William Batty (1801–1868) was an equestrian performer, circus proprietor, and longtime operator of Astley's Amphitheatre in London. Batty was one of the most successful circus proprietors in Victorian England and helped launch the careers of a number of leading Victorian circus personalities, such as Pablo Fanque, the versatile performer and later circus proprietor (best known today from his mention in The Beatles song "Being for the Benefit of Mr. Kite!"), and W.F. Wallett, one of the most celebrated clowns of the era. Also, while in operation for only two years, Batty's most lasting legacy is probably Batty's Grand National Hippodrome, also known as Batty's Hippodrome, an open-air amphitheatre he erected in 1851 in Kensington Gardens, London, to attract audiences from the Crystal Palace Exhibition nearby.

== Biography ==
Batty was an equestrian performer as early as 1828, and by 1836 he was operating his own circus. In that year, Pablo Fanque was performing with him in Nottingham as a "rope dancer." In the ensuing years, Batty's circus travelled throughout the United Kingdom; in 1838, he was at Newcastle and Edinburgh and, in 1840, at Portsmouth and Southampton. When Astley's Amphitheatre suffered its third fire, Batty was in Dublin, and boarded the next steamer to London to arrange for its rebuilding in Westminster Street. Batty put W.F. Wallett in charge of the management of his circus in Dublin, while Batty made plans for a temporary circus in Oxford and until Astley's could be rebuilt. While Batty was at Oxford in 1841, Pablo Fanque left Batty to start his own circus. Wallett joined him. On occasion, business would reunite Batty and Fanque over the next twenty years.
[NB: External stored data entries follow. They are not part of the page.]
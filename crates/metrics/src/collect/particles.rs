//! Particle system (Niagara) characteristics.

use scene_model::Actor;

use crate::accum::CountMap;
use crate::collect::MetricCollector;
use crate::error::Result;
use crate::report::Section;

/// Splits particle system components by asset presence and, for those with an
/// asset, by whether the asset runs any GPU emitters. Asset-backed components
/// additionally contribute to an emitter-count distribution.
#[derive(Debug, Default)]
pub struct ParticleSystemCollector {
    without_asset: u64,
    with_gpu_emitters: u64,
    without_gpu_emitters: u64,
    by_emitter_count: CountMap<u32>,
}

impl ParticleSystemCollector {
    pub fn new() -> Self {
        Self::default()
    }
}

impl MetricCollector for ParticleSystemCollector {
    fn section_name(&self) -> &'static str {
        "Niagara"
    }

    fn observe(&mut self, actor: &Actor) -> Result<()> {
        for system in actor.particle_systems() {
            match &system.asset {
                Some(asset) => {
                    if asset.has_gpu_emitters {
                        self.with_gpu_emitters += 1;
                    } else {
                        self.without_gpu_emitters += 1;
                    }

                    self.by_emitter_count.bump(asset.emitter_count);
                }
                None => self.without_asset += 1,
            }
        }

        Ok(())
    }

    fn render_section(&self) -> Section {
        Section::new()
            .count("WithoutAssetCount", self.without_asset)
            .count("WithoutGPUEmitterCount", self.without_gpu_emitters)
            .count("WithGPUEmitterCount", self.with_gpu_emitters)
            .breakdown(
                "ByEmitterCount",
                self.by_emitter_count
                    .to_labeled(|count| format!("{count}_Emitters")),
            )
    }
}

#[cfg(test)]
mod tests {
    use super::*;
    use crate::report::MetricValue;
    use scene_model::{Component, ParticleSystemComponent};

    fn effect_actor(name: &str, systems: Vec<ParticleSystemComponent>) -> Actor {
        let mut actor = Actor::new(name, "NiagaraActor");
        for system in systems {
            actor = actor.with_component(Component::ParticleSystem(system));
        }
        actor
    }

    #[test]
    fn asset_presence_split() {
        let mut collector = ParticleSystemCollector::new();
        collector
            .observe(&effect_actor(
                "Sparks",
                vec![
                    ParticleSystemComponent::without_asset(),
                    ParticleSystemComponent::with_asset(true, 3),
                    ParticleSystemComponent::with_asset(false, 1),
                    ParticleSystemComponent::with_asset(true, 3),
                ],
            ))
            .unwrap();

        let section = collector.render_section();
        assert_eq!(section.scalar("WithoutAssetCount"), Some(1));
        assert_eq!(section.scalar("WithGPUEmitterCount"), Some(2));
        assert_eq!(section.scalar("WithoutGPUEmitterCount"), Some(1));
    }

    #[test]
    fn assetless_components_do_not_touch_other_buckets() {
        let mut collector = ParticleSystemCollector::new();
        collector
            .observe(&effect_actor(
                "Empty",
                vec![ParticleSystemComponent::without_asset()],
            ))
            .unwrap();

        let section = collector.render_section();
        assert_eq!(section.scalar("WithoutAssetCount"), Some(1));
        assert_eq!(section.scalar("WithGPUEmitterCount"), Some(0));
        assert_eq!(section.scalar("WithoutGPUEmitterCount"), Some(0));

        let Some(MetricValue::Breakdown(entries)) = section.field("ByEmitterCount") else {
            panic!("ByEmitterCount should be a breakdown");
        };
        assert!(entries.is_empty());
    }

    #[test]
    fn emitter_count_distribution_covers_asset_backed_components() {
        let mut collector = ParticleSystemCollector::new();
        collector
            .observe(&effect_actor(
                "Fire",
                vec![
                    ParticleSystemComponent::with_asset(true, 2),
                    ParticleSystemComponent::with_asset(false, 2),
                    ParticleSystemComponent::with_asset(false, 0),
                    ParticleSystemComponent::without_asset(),
                ],
            ))
            .unwrap();

        let section = collector.render_section();
        let Some(MetricValue::Breakdown(entries)) = section.field("ByEmitterCount") else {
            panic!("ByEmitterCount should be a breakdown");
        };
        assert_eq!(
            entries,
            &vec![("0_Emitters".to_string(), 1), ("2_Emitters".to_string(), 2)]
        );

        // Distribution covers exactly the asset-backed components.
        let distribution_total: u64 = entries.iter().map(|(_, count)| count).sum();
        let gpu = section.scalar("WithGPUEmitterCount").unwrap();
        let non_gpu = section.scalar("WithoutGPUEmitterCount").unwrap();
        assert_eq!(distribution_total, gpu + non_gpu);
    }
}
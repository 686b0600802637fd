//! JSON persistence and console rendering.

use std::fs;
use std::path::{Path, PathBuf};

use metrics_core::Report;

use crate::error::Result;

/// Default output directory name, relative to wherever the host points the
/// writer.
pub const DEFAULT_OUTPUT_DIR: &str = "MapMetrics";

/// Persists finished reports as pretty JSON files named after their level.
#[derive(Clone, Debug)]
pub struct ReportWriter {
    output_dir: PathBuf,
}

impl ReportWriter {
    /// A writer targeting the given output directory. The directory is
    /// created on first write.
    pub fn new(output_dir: impl Into<PathBuf>) -> Self {
        Self {
            output_dir: output_dir.into(),
        }
    }

    pub fn output_dir(&self) -> &Path {
        &self.output_dir
    }

    /// Writes `report` to `<output_dir>/<stem>.json`, where the stem is the
    /// base filename of `level_name`.
    ///
    /// Returns the path of the written file.
    pub fn write(&self, level_name: &str, report: &Report) -> Result<PathBuf> {
        let path = self.output_dir.join(format!("{}.json", level_stem(level_name)));

        fs::create_dir_all(&self.output_dir)?;
        let json = serde_json::to_string_pretty(report)?;
        fs::write(&path, json)?;

        tracing::info!(level = level_name, path = %path.display(), "wrote report");

        Ok(path)
    }
}

impl Default for ReportWriter {
    fn default() -> Self {
        Self::new(DEFAULT_OUTPUT_DIR)
    }
}

/// Renders a report as pretty JSON for operator-visible logging.
pub fn render_pretty(report: &Report) -> Result<String> {
    Ok(serde_json::to_string_pretty(report)?)
}

/// Base filename of a level identifier: the last path segment with any
/// extension stripped. Level names arrive as package-style paths such as
/// `/Game/Maps/Arena` or on-disk paths such as `Maps/Arena.umap`.
pub fn level_stem(level_name: &str) -> &str {
    let base = level_name
        .rsplit(['/', '\\'])
        .next()
        .unwrap_or(level_name);
    match base.rsplit_once('.') {
        Some((stem, _)) if !stem.is_empty() => stem,
        _ => base,
    }
}
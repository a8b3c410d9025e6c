//! Workout summary and its text rendering.

use std::fmt;

use serde::{Deserialize, Serialize};

/// Derived summary of one session, ready for display.
#[derive(Debug, Clone, PartialEq, Serialize, Deserialize)]
pub struct TrainingReport {
    activity_name: String,
    duration_hours: f64,
    distance_km: f64,
    mean_speed_kmh: f64,
    calories_kcal: f64,
}

impl TrainingReport {
    pub fn new(
        activity_name: impl Into<String>,
        duration_hours: f64,
        distance_km: f64,
        mean_speed_kmh: f64,
        calories_kcal: f64,
    ) -> Self {
        Self {
            activity_name: activity_name.into(),
            duration_hours,
            distance_km,
            mean_speed_kmh,
            calories_kcal,
        }
    }

    pub fn activity_name(&self) -> &str {
        &self.activity_name
    }

    pub fn duration_hours(&self) -> f64 {
        self.duration_hours
    }

    pub fn distance_km(&self) -> f64 {
        self.distance_km
    }

    pub fn mean_speed_kmh(&self) -> f64 {
        self.mean_speed_kmh
    }

    pub fn calories_kcal(&self) -> f64 {
        self.calories_kcal
    }

    /// Renders the report as a single line, every number with three decimals.
    pub fn render(&self) -> String {
        format!(
            "Activity type: {}; Duration: {:.3} h; Distance: {:.3} km; \
             Avg. speed: {:.3} km/h; Calories burned: {:.3}.",
            self.activity_name,
            self.duration_hours,
            self.distance_km,
            self.mean_speed_kmh,
            self.calories_kcal,
        )
    }
}

impl fmt::Display for TrainingReport {
    fn fmt(&self, f: &mut fmt::Formatter<'_>) -> fmt::Result {
        f.write_str(&self.render())
    }
}

#[cfg(test)]
mod tests {
    use super::*;

    #[test]
    fn test_render_template() {
        let report = TrainingReport::new("Swimming", 1.0, 1.38, 1.0, 217.0);
        assert_eq!(
            report.render(),
            "Activity type: Swimming; Duration: 1.000 h; Distance: 1.380 km; \
             Avg. speed: 1.000 km/h; Calories burned: 217.000."
        );
    }

    #[test]
    fn test_render_three_decimals_any_magnitude() {
        let report = TrainingReport::new("Running", 0.0004, 12345.67891, 1e-9, 98765432.1);
        let text = report.render();
        assert!(text.contains("Duration: 0.000 h"));
        assert!(text.contains("Distance: 12345.679 km"));
        assert!(text.contains("Avg. speed: 0.000 km/h"));
        assert!(text.contains("Calories burned: 98765432.100."));
    }

    #[test]
    fn test_display_matches_render() {
        let report = TrainingReport::new("RaceWalking", 0.5, 1.3, 2.6, 157.5);
        assert_eq!(report.to_string(), report.render());
    }

    #[test]
    fn test_serializes_all_fields() {
        let report = TrainingReport::new("Running", 1.0, 0.468, 0.468, 49.0272);
        let json = serde_json::to_value(&report).unwrap();
        assert_eq!(json["activity_name"], "Running");
        assert_eq!(json["calories_kcal"], 49.0272);
    }
}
Batty managed Astley's Amphitheatre from 1842 to 1853. All the major circus acts of the day performed at Astley's, including Pablo Fanque who performed there for twelve nights in March 1847. Batty leased the building to William Cooke in 1853. Cooke would run Astley's until 1860.

While managing Astley's in the autumn of 1850, Batty acquired land in Kensington Gardens, London, to begin construction of an open-air arena for theatrical and equestrian events. Batty chose the site, which covered a large area at the end of the Broad Walk (now occupied by DeVere Gardens), to attract visitors to the Crystal Palace Exhibition, five minutes away. Architect George Ledwell Taylor designed the structure, which the firm Haward and Nixon constructed of iron and wood. The arena consisted of an eight-row grandstand, to seat 14,000 people, surrounding an oval space 360 feet by 260 feet. Named Batty's Grand National Hippodrome, or Batty's Hippodrome, the arena opened in May 1851, with a French troupe from the Hippodrome in Paris. In addition to equestrian events, Batty staged camel and ostrich races, and balloon ascents. Batty's Hippodrome opened for a second season in 1852, during which a balloon launch went awry, causing serious injury to its occupants after the balloon averted a collision with the Crystal Palace Exhibition and crashed into a nearby mansion. Batty ceased performances at the Hippodrome after the 1852 season and the arena operated as a riding track for several years until its demolition. No trace of Batty's Hippodrome remains today.

When Batty died in 1868, he was reportedly worth a half a million pounds sterling. He is buried in Kensal Green Cemetery in London.

In the 21st century, American ringmaster Noah Mickens of Oregon's Wanderlust Circus uses Batty's name as his own stage name. Prior to Wanderlust, Mickens' early circus was called Batty's Hippodrome, another homage to Batty.